What the exercise asks: Provide the number of lines in the records that hold the string "iter", without any other words.

Records from a data source
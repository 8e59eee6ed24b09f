//! Simulated cluster: one real [`Server`] and any number of simulated
//! clients on a shared in-memory network.
//!
//! Every client-facing action runs the server until it goes idle, so tests
//! read as a sequence of steps with fully settled state in between.

use std::io::ErrorKind;

use chorus_core::{ConnectionId, Server, ServerConfig, ServerError};
use thiserror::Error;

use crate::{
    invariants::SystemSnapshot,
    model::{ClientIndex, ObservableState, Operation, OperationError, OperationResult},
    sim_network::{SimClient, SimNetwork, WriteFault},
    sim_reactor::SimReactor,
    sim_transport::SimListener,
};

/// Turns after which a server that keeps reporting events is considered
/// stuck.
pub const MAX_TURNS_TO_IDLE: usize = 10_000;

/// Simulation failures.
#[derive(Debug, Error)]
pub enum SimError {
    /// Server never stopped reporting events
    #[error("server still busy after {turns} turns")]
    NotIdle {
        /// Turns run before giving up
        turns: usize,
    },

    /// Server failed
    #[error(transparent)]
    Server(#[from] ServerError),
}

/// Server plus simulated clients.
#[derive(Debug)]
pub struct SimCluster {
    net: SimNetwork,
    server: Server<SimReactor>,
    clients: Vec<SimClient>,
}

impl SimCluster {
    /// Cluster with default configuration over a lossless network.
    pub fn new() -> Result<Self, SimError> {
        Self::with_network(SimNetwork::new(), ServerConfig::default())
    }

    /// Cluster whose network splits writes pseudo-randomly.
    pub fn with_seed(seed: u64) -> Result<Self, SimError> {
        Self::with_network(SimNetwork::with_seed(seed), ServerConfig::default())
    }

    /// Cluster with a custom server configuration.
    pub fn with_config(config: ServerConfig) -> Result<Self, SimError> {
        Self::with_network(SimNetwork::new(), config)
    }

    /// Cluster over a prepared network.
    pub fn with_network(net: SimNetwork, config: ServerConfig) -> Result<Self, SimError> {
        let reactor = SimReactor::new(&net);
        let listener = SimListener::new(&net);
        let mut server = Server::new(reactor, listener, config);
        server.start()?;

        Ok(Self { net, server, clients: Vec::new() })
    }

    /// Connect a new client and let the server settle.
    pub fn connect(&mut self) -> Result<SimClient, SimError> {
        let client = self.net.connect();
        self.clients.push(client.clone());
        self.run_until_idle()?;
        Ok(client)
    }

    /// Run turns until a poll reports nothing.
    ///
    /// Returns the number of busy turns.
    pub fn run_until_idle(&mut self) -> Result<usize, SimError> {
        for turn in 0..MAX_TURNS_TO_IDLE {
            if self.server.turn()? == 0 {
                return Ok(turn);
            }
        }
        tracing::warn!(turns = MAX_TURNS_TO_IDLE, "server did not settle");
        Err(SimError::NotIdle { turns: MAX_TURNS_TO_IDLE })
    }

    /// Run a single turn.
    pub fn turn(&mut self) -> Result<usize, SimError> {
        Ok(self.server.turn()?)
    }

    /// Shut the server down.
    pub fn shutdown(&mut self) {
        self.server.shutdown();
    }

    /// Connection id the server assigned to `client`. `None` once it is gone.
    pub fn connection_of(&self, client: &SimClient) -> Option<ConnectionId> {
        self.server
            .registry()
            .iter()
            .find(|conn| conn.socket().pipe_id() == client.pipe_id())
            .map(chorus_core::Connection::id)
    }

    /// Server under test.
    pub fn server(&self) -> &Server<SimReactor> {
        &self.server
    }

    /// Mutable server under test.
    pub fn server_mut(&mut self) -> &mut Server<SimReactor> {
        &mut self.server
    }

    /// Shared network.
    pub fn network(&self) -> &SimNetwork {
        &self.net
    }

    /// Every client that ever connected, in connection order.
    pub fn clients(&self) -> &[SimClient] {
        &self.clients
    }

    /// Snapshot for invariant checks.
    pub fn snapshot(&self) -> SystemSnapshot {
        SystemSnapshot::capture(&self.server, &self.net)
    }

    /// Apply a model operation to the real server and let it settle.
    pub fn apply(&mut self, op: &Operation) -> Result<OperationResult, SimError> {
        let client = match op {
            Operation::Connect => {
                self.connect()?;
                return Ok(OperationResult::Ok);
            },
            Operation::Send { client, .. }
            | Operation::Disconnect { client }
            | Operation::ResetRead { client }
            | Operation::BreakWrite { client, .. } => match self.resolve(*client) {
                Ok(client) => client,
                Err(e) => return Ok(OperationResult::Error(e)),
            },
        };

        match op {
            Operation::Connect => {},
            Operation::Send { content, .. } => client.send(&content.to_bytes()),
            Operation::Disconnect { .. } => client.close(),
            Operation::ResetRead { .. } => client.fail_next_read(ErrorKind::ConnectionReset),
            Operation::BreakWrite { zero, .. } => {
                let fault =
                    if *zero { WriteFault::Zero } else { WriteFault::Error(ErrorKind::BrokenPipe) };
                client.break_writes(fault);
            },
        }

        self.run_until_idle()?;
        Ok(OperationResult::Ok)
    }

    /// Observable state for comparison against the model.
    pub fn observable_state(&self) -> ObservableState {
        ObservableState {
            connected: self.clients.iter().map(|c| self.connection_of(c).is_some()).collect(),
            transcripts: self.clients.iter().map(SimClient::received).collect(),
        }
    }

    fn resolve(&self, client: ClientIndex) -> Result<SimClient, OperationError> {
        if self.clients.is_empty() {
            return Err(OperationError::NoClients);
        }
        let client = &self.clients[usize::from(client) % self.clients.len()];
        match self.connection_of(client) {
            Some(_) => Ok(client.clone()),
            None => Err(OperationError::Departed),
        }
    }
}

Output below: 3